When I finally saw the film what blew me away was not just the imitation — that he could do both versions (rousing and everyday) of the public Dr. King — but that he was able to articulate a private Dr. King that felt real. Let’s face it. In most Hollywood biopics great figures are, to quote “Amadeus,” “people so lofty they sound as if they shit marble.” Not here. Jeffrey Wright’s private Dr. King teases and jokes. He flirts with his wife. In most movies in which Great Men Do Great Things, the interaction between husband and wife is dull. The Great Thing involves risk, and the wife urges the Great Man away from this risk for the sake of the family. In essence, she urges him away from the story. In “Boycott,” Dr. King and Coretta (Carmen Ejogo, Wright’s wife) are a team. At church, when he takes up a second collection to aid the boycott, she starts the applause. While getting ready for bed, when she asks him if he thinks their neighbors will give up their cars to aid the boycott, his rich baritone drops to a purr. “Well,” he says, getting close, “I’ve been told I have certain powers of persuasion.”

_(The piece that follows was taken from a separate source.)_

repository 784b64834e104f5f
// Domain layer: core models and ports (interfaces). No external dependencies beyond std/serde.

pub mod model;
pub mod ports;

The theme of “Boycott” (a good film, if too flashily directed) is that history just doesn’t happen. History is a series of choices, and the filmmakers work hard to show you the choices that began the civil rights movement. To do this they need a human Dr. King who works things through — from simply asking for a more humane bus system to demanding the elimination of segregation itself. It’s not just a great performance; no one will ever do a better Dr. Martin Luther King, Jr. Let me repeat that: No one will ever do a better Dr. Martin Luther King, Jr. Which is to say: If any producer in Hollywood wants to make a full-scale, big-budget Dr. King biopic, now is the time, for you have your actor. But time is running out. Jeffrey Wright is already older (40 in December) than Martin Luther King ever got to be.

Thinking man

“Suggesting a full life” does not mean grandstanding; it often means staying in the background. In “Ali,” Wright’s Howard Bingham is barely noticeable. He’s a photographer and photographers want to notice rather than be noticed. Bennett Holiday in “Syriana” is a lawyer who may be a sheep or a lion (or more accurately: he’s what kind of sheep, or what kind of lion?), but isn’t particularly vivid. Even so, when a bigwig says conversationally, “So you’re Sidney Hewitt’s new boy,” Bennett does an almost imperceptible double-take. You can see him thinking: Is that...? Is he...?

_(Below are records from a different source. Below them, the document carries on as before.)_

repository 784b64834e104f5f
use crate::config::ShopifyConfig;
use crate::domain::model::ResourceKind;
use crate::utils::error::{EtlError, Result};
use reqwest::header::{CONTENT_TYPE, LINK};
use reqwest::{Client, Response, StatusCode};

/// One page of a resource listing, plus the raw Link header (if any) that
/// carries the next-page cursor.
#[derive(Debug)]
pub struct Page {
    pub body: serde_json::Value,
    pub link_header: Option<String>,
}

/// Authenticated client for the Shopify Admin REST API.
pub struct ShopifyClient {
    http: Client,
    config: ShopifyConfig,
}

impl ShopifyClient {
    pub fn new(config: ShopifyConfig) -> Self {
        Self {
            http: Client::new(),
            config,
        }
    }

    pub fn config(&self) -> &ShopifyConfig {
        &self.config
    }

    fn url(&self, path: &str) -> String {
        format!("{}/{}", self.config.base_url(), path)
    }

    /// Issues an authenticated GET and maps non-success statuses onto the
    /// error taxonomy (401 auth, 404 not-found, other HTTP).
    async fn get(&self, path: &str, query: &[(&str, String)]) -> Result<Response> {
        let url = self.url(path);
        tracing::debug!("Making API request to: {}", url);

        let response = self
            .http
            .get(&url)
            .header("X-Shopify-Access-Token", &self.config.api_token)
            .header(CONTENT_TYPE, "application/json")
            .query(query)
            .send()
            .await?;

        tracing::debug!("API response status: {}", response.status());

        match response.status() {
            status if status.is_success() => Ok(response),
            StatusCode::UNAUTHORIZED => Err(EtlError::AuthError { url }),
            StatusCode::NOT_FOUND => Err(EtlError::NotFoundError { url }),
            status => Err(EtlError::HttpStatusError { status, url }),
        }
    }

    /// Fetches one page of a resource listing, capturing the Link header
    /// before the body is consumed.
    pub async fn fetch_page(&self, kind: ResourceKind, query: &[(&str, String)]) -> Result<Page> {
        let response = self.get(&kind.endpoint(), query).await?;
        let link_header = response
            .headers()
            .get(LINK)
            .and_then(|value| value.to_str().ok())
            .map(str::to_string);
        let body = response.json().await?;
        Ok(Page { body, link_header })
    }

    /// `GET shop.json` — shop metadata, used by the connectivity probe.
    pub async fn shop(&self) -> Result<serde_json::Value> {
        let response = self.get("shop.json", &[]).await?;
        let body: serde_json::Value = response.json().await?;
        Ok(body.get("shop").cloned().unwrap_or_default())
    }

    /// `GET {resource}/count.json` — total record count for a resource.
    pub async fn count(&self, kind: ResourceKind) -> Result<u64> {
        let response = self.get(&kind.count_endpoint(), &[]).await?;
        let body: serde_json::Value = response.json().await?;
        Ok(body.get("count").and_then(|v| v.as_u64()).unwrap_or(0))
    }
}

This is Wright’s strength: You can see his characters think. In “Ali,” Bingham’s two-second reaction to Don King’s long Latinate explanations is almost worth the price of admission, and differs from Belize listening to Louis blather on in “Angels.” Both characters are obviously bored listening to blowhards, but Bingham steels himself, trying to pay attention until the point is made, while Belize sits straight-backed and looks off to the side until Louis, he hopes, talks himself out. Wright is nothing if not a details man.

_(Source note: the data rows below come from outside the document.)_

//! Reconciliation of observed warehouse objects against declared dbt objects
//!
//! An orphan is an observed object whose identifier is not declared by any
//! model or seed. Only identifiers are compared: a project that declares
//! `db.s.a` as a view keeps a warehouse table `db.s.a` alive.

use dbtclean_core::{
    Diagnostic, DiagnosticCode, DropKind, ObjectIdentifier, ObservedObject, Severity, WarehouseKind,
};
use dbtclean_dbt::DeclaredObjects;
use serde::Serialize;
use std::collections::BTreeMap;

/// An orphan that can be dropped
#[derive(Debug, Clone, PartialEq, Eq, Serialize)]
pub struct Orphan {
    pub identifier: ObjectIdentifier,

    /// Statement kind resolved from the warehouse type
    pub kind: DropKind,

    /// Type as reported by the catalog
    pub warehouse_kind: WarehouseKind,
}

/// Result of a reconciliation
#[derive(Debug, Clone, Default, PartialEq, Serialize)]
pub struct OrphanSet {
    /// Orphans that will be dropped, sorted by identifier
    pub deletable: Vec<Orphan>,

    /// Orphans whose warehouse type cannot be dropped, sorted by identifier
    pub unsupported: Vec<ObservedObject>,

    /// One diagnostic per orphan
    pub diagnostics: Vec<Diagnostic>,
}

impl OrphanSet {
    /// True when there is nothing to drop
    ///
    /// Unsupported orphans do not count: they are reported, never dropped.
    pub fn is_empty(&self) -> bool {
        self.deletable.is_empty()
    }

    /// Number of deletable orphans
    pub fn len(&self) -> usize {
        self.deletable.len()
    }

    /// Total orphans including unsupported ones
    pub fn total(&self) -> usize {
        self.deletable.len() + self.unsupported.len()
    }

    pub fn identifiers(&self) -> impl Iterator<Item = &ObjectIdentifier> {
        self.deletable.iter().map(|o| &o.identifier)
    }
}

/// Compute the orphans among `observed`
///
/// Duplicate observed identifiers collapse to one entry, keeping the kind
/// reported last. The result does not depend on the order of `observed`
/// apart from that rule.
pub fn reconcile(observed: &[ObservedObject], declared: &DeclaredObjects) -> OrphanSet {
    let mut candidates: BTreeMap<&ObjectIdentifier, &WarehouseKind> = BTreeMap::new();
    for object in observed {
        if !declared.contains(&object.identifier) {
            candidates.insert(&object.identifier, &object.warehouse_kind);
        }
    }

    let mut orphans = OrphanSet::default();

    for (identifier, warehouse_kind) in candidates {
        match warehouse_kind.drop_kind() {
            Some(kind) => {
                orphans.diagnostics.push(
                    Diagnostic::new(
                        DiagnosticCode::CleanOrphanFound,
                        Severity::Info,
                        format!("{} {} is not declared by the project", kind, identifier),
                    )
                    .with_object(identifier),
                );
                orphans.deletable.push(Orphan {
                    identifier: identifier.clone(),
                    kind,
                    warehouse_kind: warehouse_kind.clone(),
                });
            }
            None => {
                tracing::warn!(
                    identifier = %identifier,
                    warehouse_kind = %warehouse_kind,
                    "orphan has an unsupported object kind and will not be dropped"
                );
                orphans.diagnostics.push(
                    Diagnostic::new(
                        DiagnosticCode::CleanUnsupportedObjectKind,
                        Severity::Warn,
                        format!(
                            "{} is not declared by the project but its type '{}' cannot be dropped",
                            identifier, warehouse_kind
                        ),
                    )
                    .with_object(identifier)
                    .with_detail(warehouse_kind.as_str()),
                );
                orphans.unsupported.push(ObservedObject::new(
                    identifier.clone(),
                    warehouse_kind.clone(),
                ));
            }
        }
    }

    tracing::info!(
        observed = observed.len(),
        declared = declared.len(),
        orphans = orphans.len(),
        unsupported = orphans.unsupported.len(),
        "reconciled catalog against project"
    );

    orphans
}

This is also Wright’s drawback: Most moviegoers aren’t interested in watching anyone think. They want action. They want vivid. They want to know who somebody is right now. Holt? A free black man fighting for the Confederacy? What’s that about? Jeffrey Wright? A black actor who doesn’t scare us or make us laugh? What’s the point?

Actually there’s only one point in Hollywood and that’s box office. But box office just doesn’t happen; box office is a series of choices.